In addition, a brief survey was developed with demographic and practice characteristics that might be associated with coding ability. Items were generated using information derived from the literature and expert opinion. For example, practice location was included in the survey since a prior study indicated that practice location influences physician coding.8 The survey instrument was piloted among coding specialists from AHIMA for content validity and reliability. Feedback from the coders was then incorporated into a final survey instrument.

The survey instrument and cases were mailed, with a self-addressed return envelope and cover letter to the study participants. The cover letter briefly described the project and contained the endorsement of AHIMA. Because of the potential sensitive nature of coding errors, complete anonymity was ensured. Instructions were provided to complete the survey and to code the office visit cases with a CPT E/M code based on the documentation found in the sample progress notes, using the 1997 CPT E/M coding guidelines. Participants were allowed to use whatever resources they might typically use in their own practice (eg, books, articles) to code the sample notes. An incentive of $25 dollars was provided for individuals who completed the survey. After 1 month, nonresponders received a second mailing. Two additional mailings were sent to nonresponders.

The "correct" or consensus CPT E/M code was defined as the coding level most commonly agreed on for each case. Coding accuracy was defined as the number of cases coded correctly, or in agreement with the consensus codes for the 6 cases. To compare the coding specialist's responses on the new cases vs the established cases, a frequency count of the cases coded correctly, overcoded, and undercoded was completed across the 3 new cases and across the 3 established cases. Individual performances were evaluated by summing the number of the 6 cases coded correctly.

Descriptive statistics were used to summarize the sample characteristics. An analysis of variance was used to compare groups when appropriate. Scoring on the new cases vs the established cases were analyzed using the nonparametric Wilcoxon matched pairs test.


Of the 300 mailing labels provided, 294 had complete information needed for mailing. Of the 294 surveys sent, 2 were returned as undeliverable, leaving a study group of 292. A total of 136 of 292 eligible for study returned the survey for a response rate of 46%. Thirty-six responders gave incomplete demographic information; however, coding was completed for the cases. In addition, 5 individuals completed coding for all but 1 of the cases. The results of these individuals are included in the analysis of CPT coding accuracy.

Table 2 summarizes the characteristics of the study group. As given in Table 2, the group averaged 10.9 years of coding experience, with an average of 8.3 years of experience coding in physicians' offices. The mean number of hours per week spent coding was 24.9 hours.
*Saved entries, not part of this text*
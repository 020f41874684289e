//! Final technical-skill selection across resume and job-description skills

use crate::matching::similarity::cosine_similarity;
use crate::skills::categorizer::CategorizedSkill;
use crate::skills::extractor::EmbeddedSkill;
use log::{debug, info};
use serde::{Deserialize, Serialize};
use std::collections::{BTreeMap, HashMap, HashSet};

/// Similarity above which two skills in the same category are duplicates.
pub const SKILL_DEDUP_THRESHOLD: f32 = 0.90;

/// A skill carried through consolidation and selection.
#[derive(Debug, Clone)]
pub struct SkillRecord {
    pub skill: String,
    pub embedding: Vec<f32>,
    pub relevance: f32,
    pub is_original: bool,
    pub jd_context: Option<String>,
}

/// One dedup decision: which skill was kept, which duplicates were dropped.
#[derive(Debug, Clone, Serialize, Deserialize)]
pub struct DedupDecision {
    pub category: String,
    pub kept: String,
    pub discarded_duplicates: Vec<String>,
}

/// Record of how the final skill selection was made.
#[derive(Debug, Clone, Default, Serialize, Deserialize)]
pub struct SelectionLog {
    pub input_resume_categories: Vec<String>,
    pub input_resume_skill_counts: BTreeMap<String, usize>,
    pub input_jd_skill_count: usize,
    pub overall_skill_limit: usize,
    pub deduplication_info: Vec<DedupDecision>,
    pub category_skill_counts_before_limit: BTreeMap<String, usize>,
    pub category_processing_order: Vec<String>,
    pub final_skill_counts_by_category: BTreeMap<String, usize>,
}

/// Select the final technical skills, combining original resume skills and
/// categorized job-description skills under an overall limit.
///
/// Original skills enter at relevance 1.0. Each category is deduplicated and
/// ranked (originals first, then by relevance), then a round-robin pass over
/// the categories fills the result one skill at a time until the limit is
/// reached or every category is exhausted. A skill name is selected at most
/// once across all categories (case-insensitive).
pub fn select_final_skills(
    resume_skills: &HashMap<String, Vec<EmbeddedSkill>>,
    categorized_jd_skills: &[CategorizedSkill],
    overall_skill_limit: usize,
) -> (BTreeMap<String, Vec<String>>, SelectionLog) {
    let mut log = SelectionLog {
        input_resume_categories: {
            let mut categories: Vec<String> = resume_skills.keys().cloned().collect();
            categories.sort();
            categories
        },
        input_resume_skill_counts: resume_skills
            .iter()
            .map(|(category, skills)| (category.clone(), skills.len()))
            .collect(),
        input_jd_skill_count: categorized_jd_skills.len(),
        overall_skill_limit,
        ..SelectionLog::default()
    };

    // 1. Consolidate skills by category.
    let mut consolidated: HashMap<String, Vec<SkillRecord>> = HashMap::new();

    for (category, skills) in resume_skills {
        let records = consolidated.entry(category.clone()).or_default();
        for skill in skills {
            records.push(SkillRecord {
                skill: skill.skill.clone(),
                embedding: skill.embedding.clone(),
                relevance: 1.0,
                is_original: true,
                jd_context: None,
            });
        }
    }

    for jd_skill in categorized_jd_skills {
        consolidated
            .entry(jd_skill.assigned_category.clone())
            .or_default()
            .push(SkillRecord {
                skill: jd_skill.keyword.name().to_string(),
                embedding: jd_skill.keyword.embedding.clone(),
                relevance: jd_skill.keyword.keyword.relevance_score,
                is_original: false,
                jd_context: Some(jd_skill.keyword.keyword.context.clone()),
            });
    }

    // 2. Deduplicate within each category.
    for (category, records) in &mut consolidated {
        let (deduped, decisions) = deduplicate_category(category, records);
        *records = deduped;
        log.deduplication_info.extend(decisions);
    }

    log.category_skill_counts_before_limit = consolidated
        .iter()
        .map(|(category, records)| (category.clone(), records.len()))
        .collect();

    // 3. Rank within each category: originals first, then by relevance.
    for records in consolidated.values_mut() {
        records.sort_by(|a, b| {
            b.is_original
                .cmp(&a.is_original)
                .then(b.relevance.total_cmp(&a.relevance))
        });
    }

    // 4. Category order: original categories first, then new ones,
    //    alphabetically within each group.
    let original_categories: HashSet<&String> = resume_skills.keys().collect();
    let mut ordered_categories: Vec<String> = consolidated.keys().cloned().collect();
    ordered_categories.sort_by_key(|c| (!original_categories.contains(c), c.clone()));
    log.category_processing_order = ordered_categories.clone();

    // 5. Round-robin selection up to the overall limit.
    let mut final_skills: BTreeMap<String, Vec<String>> = BTreeMap::new();
    let mut selected_globally: HashSet<String> = HashSet::new();
    let mut pointers: HashMap<&String, usize> = ordered_categories.iter().map(|c| (c, 0)).collect();
    let mut current_total = 0;

    while current_total < overall_skill_limit {
        let mut added_this_round = false;

        for category in &ordered_categories {
            let records = &consolidated[category];
            let pointer = pointers.entry(category).or_insert(0);

            if *pointer < records.len() {
                let record = &records[*pointer];
                *pointer += 1;

                let key = record.skill.to_lowercase();
                if !selected_globally.contains(&key) {
                    final_skills
                        .entry(category.clone())
                        .or_default()
                        .push(record.skill.clone());
                    selected_globally.insert(key);
                    current_total += 1;
                    added_this_round = true;
                }

                if current_total >= overall_skill_limit {
                    break;
                }
            }
        }

        if !added_this_round {
            break;
        }
    }

    log.final_skill_counts_by_category = final_skills
        .iter()
        .map(|(category, skills)| (category.clone(), skills.len()))
        .collect();

    info!(
        "Selected final {} technical skills across {} categories",
        current_total,
        final_skills.len()
    );
    debug!("Final skills structure: {:?}", final_skills);

    (final_skills, log)
}

/// Collapse duplicate skills within one category.
///
/// Two skills are duplicates when their trimmed lowercased text matches or
/// their embeddings' similarity to the cluster anchor exceeds
/// [`SKILL_DEDUP_THRESHOLD`]. The kept member prefers original resume skills
/// over job-description ones, then higher relevance.
fn deduplicate_category(
    category: &str,
    records: &[SkillRecord],
) -> (Vec<SkillRecord>, Vec<DedupDecision>) {
    let mut deduped = Vec::new();
    let mut decisions = Vec::new();
    let mut processed = vec![false; records.len()];

    for i in 0..records.len() {
        if processed[i] {
            continue;
        }
        processed[i] = true;

        let anchor_norm = records[i].skill.trim().to_lowercase();
        let mut cluster = vec![i];

        for j in (i + 1)..records.len() {
            if processed[j] {
                continue;
            }
            let candidate_norm = records[j].skill.trim().to_lowercase();
            let is_duplicate = anchor_norm == candidate_norm
                || cosine_similarity(&records[i].embedding, &records[j].embedding)
                    > SKILL_DEDUP_THRESHOLD;
            if is_duplicate {
                cluster.push(j);
                processed[j] = true;
            }
        }

        let mut best = cluster[0];
        for &candidate in &cluster[1..] {
            let better = (records[candidate].is_original && !records[best].is_original)
                || (records[candidate].is_original == records[best].is_original
                    && records[candidate].relevance > records[best].relevance);
            if better {
                best = candidate;
            }
        }

        if cluster.len() > 1 {
            decisions.push(DedupDecision {
                category: category.to_string(),
                kept: records[best].skill.clone(),
                discarded_duplicates: cluster
                    .iter()
                    .filter(|&&idx| idx != best)
                    .map(|&idx| records[idx].skill.clone())
                    .collect(),
            });
        }

        deduped.push(records[best].clone());
    }

    (deduped, decisions)
}

#[cfg(test)]
mod tests {
    use super::*;
    use crate::matching::keywords::{EmbeddedKeyword, Keyword, SkillType};

    fn resume_skill(name: &str, embedding: Vec<f32>) -> EmbeddedSkill {
        EmbeddedSkill {
            skill: name.to_string(),
            embedding,
        }
    }

    fn jd_skill(name: &str, relevance: f32, category: &str, embedding: Vec<f32>) -> CategorizedSkill {
        CategorizedSkill {
            keyword: EmbeddedKeyword {
                keyword: Keyword {
                    keyword: name.to_string(),
                    context: format!("{} context", name),
                    relevance_score: relevance,
                    skill_type: SkillType::Hard,
                },
                embedding,
            },
            assigned_category: category.to_string(),
        }
    }

    #[test]
    fn test_original_skill_wins_first_round() {
        let mut resume_skills = HashMap::new();
        resume_skills.insert(
            "Languages".to_string(),
            vec![resume_skill("Python", vec![1.0, 0.0])],
        );
        let jd_skills = vec![jd_skill("Go", 0.9, "Languages", vec![0.0, 1.0])];

        let (selected, _log) = select_final_skills(&resume_skills, &jd_skills, 1);

        assert_eq!(selected.len(), 1);
        assert_eq!(selected["Languages"], vec!["Python"]);
    }

    #[test]
    fn test_budget_invariant() {
        let mut resume_skills = HashMap::new();
        resume_skills.insert(
            "Languages".to_string(),
            vec![
                resume_skill("Python", vec![1.0, 0.0, 0.0]),
                resume_skill("Rust", vec![0.0, 1.0, 0.0]),
            ],
        );
        let jd_skills = vec![
            jd_skill("Go", 0.9, "Languages", vec![0.0, 0.0, 1.0]),
            jd_skill("Kafka", 0.8, "Messaging", vec![0.5, 0.5, 0.0]),
        ];

        for limit in 0..5 {
            let (selected, _log) = select_final_skills(&resume_skills, &jd_skills, limit);
            let total: usize = selected.values().map(Vec::len).sum();
            assert!(total <= limit);
        }
    }

    #[test]
    fn test_global_case_insensitive_uniqueness() {
        let mut resume_skills = HashMap::new();
        resume_skills.insert(
            "A".to_string(),
            vec![resume_skill("Python", vec![1.0, 0.0, 0.0])],
        );
        resume_skills.insert(
            "B".to_string(),
            vec![
                resume_skill("python", vec![0.0, 1.0, 0.0]),
                resume_skill("Go", vec![0.0, 0.0, 1.0]),
            ],
        );

        let (selected, _log) = select_final_skills(&resume_skills, &[], 10);

        let mut all: Vec<String> = selected
            .values()
            .flatten()
            .map(|s| s.to_lowercase())
            .collect();
        all.sort();
        let mut unique = all.clone();
        unique.dedup();
        assert_eq!(all, unique);

        // The duplicate is consumed, not re-offered: B still contributes Go.
        assert_eq!(selected["A"], vec!["Python"]);
        assert_eq!(selected["B"], vec!["Go"]);
    }

    #[test]
    fn test_round_robin_cycles_categories() {
        let mut resume_skills = HashMap::new();
        resume_skills.insert(
            "A".to_string(),
            vec![
                resume_skill("A1", vec![1.0, 0.0, 0.0, 0.0]),
                resume_skill("A2", vec![0.0, 1.0, 0.0, 0.0]),
            ],
        );
        resume_skills.insert(
            "B".to_string(),
            vec![
                resume_skill("B1", vec![0.0, 0.0, 1.0, 0.0]),
                resume_skill("B2", vec![0.0, 0.0, 0.0, 1.0]),
            ],
        );

        let (selected, log) = select_final_skills(&resume_skills, &[], 3);

        // One skill per category per pass: A1, B1, then A2.
        assert_eq!(selected["A"], vec!["A1", "A2"]);
        assert_eq!(selected["B"], vec!["B1"]);
        assert_eq!(log.category_processing_order, vec!["A", "B"]);
    }

    #[test]
    fn test_new_categories_processed_after_original() {
        let mut resume_skills = HashMap::new();
        resume_skills.insert(
            "Zoo Tools".to_string(),
            vec![resume_skill("Zebra", vec![1.0, 0.0, 0.0])],
        );
        let jd_skills = vec![
            jd_skill("Athena", 0.9, "Analytics", vec![0.0, 1.0, 0.0]),
            jd_skill("Bigtable", 0.8, "Databases", vec![0.0, 0.0, 1.0]),
        ];

        let (_selected, log) = select_final_skills(&resume_skills, &jd_skills, 10);

        assert_eq!(
            log.category_processing_order,
            vec!["Zoo Tools", "Analytics", "Databases"]
        );
    }

    #[test]
    fn test_duplicate_prefers_original_and_logs_discard() {
        let mut resume_skills = HashMap::new();
        resume_skills.insert(
            "Languages".to_string(),
            vec![resume_skill("Python", vec![1.0, 0.0])],
        );
        // Same normalized text, JD-sourced, higher nominal relevance.
        let jd_skills = vec![jd_skill("python", 0.99, "Languages", vec![0.0, 1.0])];

        let (selected, log) = select_final_skills(&resume_skills, &jd_skills, 10);

        assert_eq!(selected["Languages"], vec!["Python"]);
        assert_eq!(log.deduplication_info.len(), 1);
        assert_eq!(log.deduplication_info[0].kept, "Python");
        assert_eq!(log.deduplication_info[0].discarded_duplicates, vec!["python"]);
    }

    #[test]
    fn test_embedding_similarity_dedup() {
        let mut resume_skills = HashMap::new();
        resume_skills.insert(
            "Cloud".to_string(),
            vec![resume_skill("AWS", vec![1.0, 0.0])],
        );
        // Different text, nearly identical embedding.
        let jd_skills = vec![jd_skill("Amazon Web Services", 0.9, "Cloud", vec![0.999, 0.01])];

        let (selected, log) = select_final_skills(&resume_skills, &jd_skills, 10);

        assert_eq!(selected["Cloud"], vec!["AWS"]);
        assert_eq!(log.deduplication_info.len(), 1);
    }

    #[test]
    fn test_exhaustion_stops_before_limit() {
        let mut resume_skills = HashMap::new();
        resume_skills.insert(
            "Languages".to_string(),
            vec![resume_skill("Python", vec![1.0, 0.0])],
        );

        let (selected, log) = select_final_skills(&resume_skills, &[], 15);

        let total: usize = selected.values().map(Vec::len).sum();
        assert_eq!(total, 1);
        assert_eq!(log.final_skill_counts_by_category["Languages"], 1);
    }

    #[test]
    fn test_jd_skills_ranked_by_relevance_within_category() {
        let resume_skills = HashMap::new();
        let jd_skills = vec![
            jd_skill("Low", 0.6, "New Skills", vec![1.0, 0.0, 0.0]),
            jd_skill("High", 0.95, "New Skills", vec![0.0, 1.0, 0.0]),
            jd_skill("Mid", 0.8, "New Skills", vec![0.0, 0.0, 1.0]),
        ];

        let (selected, _log) = select_final_skills(&resume_skills, &jd_skills, 2);

        assert_eq!(selected["New Skills"], vec!["High", "Mid"]);
    }
}
//! Keyword-to-bullet semantic matching module

pub mod bullets;
pub mod keywords;
pub mod similarity;
//! The object-store client seam.
//!
//! Everything above this module talks to a bucket through [`BlobStore`].
//! Two implementations ship with the crate: [`MemoryBlobStore`] keeps
//! objects in process memory and [`DirBlobStore`] keeps them in a local
//! directory tree.

mod dir;
mod etag;
mod memory;

pub use dir::{DirBlobStore, DirConnector};
pub use etag::{EtagHasher, MULTIPART_PART_SIZE};
pub use memory::{CallCounters, MemoryBlobStore, MemoryConnector};

use std::collections::HashMap;
use std::fmt::Debug;
use std::io::Read;
use std::sync::Arc;

use crate::config::FileSystemConfig;
use crate::error::StoreError;
use crate::metadata::{ContainerMetadata, ObjectMetadata, StorageKind};
use crate::uri::ConnectionTarget;

/// Object content returned by [`BlobStore::get_blob`].
pub struct BlobPayload {
    pub metadata: ObjectMetadata,
    /// Exactly `metadata.size` bytes.
    pub content: Box<dyn Read + Send>,
}

impl Debug for BlobPayload {
    fn fmt(&self, f: &mut std::fmt::Formatter<'_>) -> std::fmt::Result {
        f.debug_struct("BlobPayload")
            .field("metadata", &self.metadata)
            .finish_non_exhaustive()
    }
}

/// One object to upload.
pub struct BlobUpload<'a> {
    pub key: &'a str,
    pub content: &'a mut dyn Read,
    /// Number of bytes `content` yields.
    pub length: u64,
    pub content_type: String,
    pub user_metadata: HashMap<String, String>,
    pub kind: StorageKind,
}

#[derive(Debug, Clone, Copy, Default, PartialEq, Eq)]
pub struct PutOptions {
    pub multipart: bool,
}

/// Metadata applied to the target of a server-side copy.
///
/// `None` fields fall back to the store defaults for a new object.
#[derive(Debug, Clone, Default, PartialEq, Eq)]
pub struct BlobCopyOptions {
    pub content_type: Option<String>,
    pub user_metadata: Option<HashMap<String, String>>,
}

pub type ContainerIter<'a> =
    Box<dyn Iterator<Item = Result<ContainerMetadata, StoreError>> + Send + 'a>;
pub type KeyIter<'a> = Box<dyn Iterator<Item = Result<String, StoreError>> + Send + 'a>;

/// BlobStore is the interface to an S3-compatible object store.
///
/// All calls are blocking. Implementations must be safe to share between
/// threads; the filesystem holds one instance behind an `Arc` for its
/// whole lifetime.
pub trait BlobStore: Send + Sync + Debug + 'static {
    /// Lists the containers (buckets) visible to the connection.
    fn list_containers(&self) -> Result<ContainerIter<'_>, StoreError>;

    /// Returns the metadata of the object at `key`, or `None` if absent.
    fn blob_metadata(&self, bucket: &str, key: &str)
        -> Result<Option<ObjectMetadata>, StoreError>;

    /// Checks if an object exists at exactly `key`.
    fn blob_exists(&self, bucket: &str, key: &str) -> Result<bool, StoreError> {
        Ok(self.blob_metadata(bucket, key)?.is_some())
    }

    /// Fetches the object at `key` with its metadata, or `None` if absent.
    fn get_blob(&self, bucket: &str, key: &str) -> Result<Option<BlobPayload>, StoreError>;

    /// Stores an object, replacing any previous one at the same key.
    ///
    /// Returns the etag of the stored object.
    fn put_blob(
        &self,
        bucket: &str,
        upload: BlobUpload<'_>,
        options: PutOptions,
    ) -> Result<String, StoreError>;

    /// Removes the object at `key`. Removing an absent key is not an error.
    fn remove_blob(&self, bucket: &str, key: &str) -> Result<(), StoreError>;

    /// Copies an object server side. Returns the etag of the copy.
    fn copy_blob(
        &self,
        source_bucket: &str,
        source_key: &str,
        target_bucket: &str,
        target_key: &str,
        options: BlobCopyOptions,
    ) -> Result<String, StoreError>;

    /// Lists the keys in `bucket` that start with `prefix`, in key order.
    fn list_blobs<'a>(&'a self, bucket: &str, prefix: &str) -> Result<KeyIter<'a>, StoreError>;
}

/// Opens a [`BlobStore`] for a parsed connection URI.
pub trait StoreConnector: Send + Sync + Debug {
    fn connect(
        &self,
        target: &ConnectionTarget,
        config: &FileSystemConfig,
    ) -> Result<Arc<dyn BlobStore>, StoreError>;
}

/// Error a real endpoint would answer for a missing bucket.
pub(crate) fn no_such_bucket(bucket: &str) -> StoreError {
    StoreError::Remote {
        status: 404,
        message: format!("NoSuchBucket: {}", bucket),
    }
}

pub(crate) fn no_such_key(bucket: &str, key: &str) -> StoreError {
    StoreError::Remote {
        status: 404,
        message: format!("NoSuchKey: {}/{}", bucket, key),
    }
}

pub(crate) fn invalid_request(message: impl Into<String>) -> StoreError {
    StoreError::Remote {
        status: 400,
        message: message.into(),
    }
}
The average number of records coded per week was 278. Fifteen percent of the coders coded only for primary care physicians, 42% only for specialist physicians, and 43% for primary care and specialist physicians. All the coders were certified as certified coding specialists–physician based, and 48.5% had an additional coding certification status. Thirty-five percent of coders were located in urban practices, 29% in suburban practice, and 16% in rural practices.

Coding results of the 6 cases are given in Table 3. The agreement among the coders in assigning CPT codes ranged from 50% to 71% across the cases. The level of overall agreement for all of the cases was 58.7%. The frequency of overcoding, undercoding, and correct coding is presented in Table 4. New patient progress notes were overcoded in 33% of cases, which is 4 times the rate of undercoding for new patients and twice the rate of overcoding of established patients. Established patient progress notes were undercoded in 25% of cases, which represents 3 times the rate of undercoding for new patient cases. Thus, undercoding occurred significantly more often for established patients, and overcoding occurred significantly more often for new patients (P = .001).

The coders' overall score relative to the consensus coding response is as follows:

Seven percent of the coders agreed with the consensus code for all of the cases, and 26% agreed for 5 or more of the 6 cases. Twenty-eight percent of the certified coders were in agreement with the consensus code for less than 50% of the cases; however, 97.7% and 92.5% of responses were within 1 coding level of the consensus response for established patients and new patients, respectively.

Coding accuracy (ie, number of cases coded correctly) was not significantly correlated with years of coding experience, years coding in physicians' offices, practice type, or location. Coding accuracy was correlated −0.31 (P<.001) with hours spent coding and –0.36 (P<.001) with number of records coded per week.


The results of this study suggest that certified coding specialists do not agree on codes using current CPT guidelines. This is a particularly troublesome finding given that the coding specialists involved in this study were all certified by at least 1 professional coding organization and 25% of the coders held certificates from both professional coding organizations.

The experts' codes for established patients were in agreement for 58% of the cases coded, findings similar to a recent study in which physicians' codes for established visits agreed with that of a trained observer 55% of the time.3 The level of agreement among the coders for new patients was also 58%, slightly better than the 48% found for physicians.4 Taken together, these data would suggest that physicians' coding accuracy is not much different from that of trained certified coding specialists.

In addition, the patterns of errors in our study with expert coders were similar to prior physician studies.3-5,9 In our study and others, undercoding is more common in cases of established patients whereas overcoding is more common with new patients. One reason for this discrepancy could be a tendency to apply the same guidelines to all patients, not recognizing or applying the different criteria for new patients. Coding criteria are stricter for new patients, requiring more documentation to establish the same service level. In addition, physicians and coding specialists alike may recognize that caring for new patients requires more effort and that there is more uncertainty in providing this care than for established patients. Thus, physicians and coders may feel that new patients are more difficult and coding levels may reflect this rationale.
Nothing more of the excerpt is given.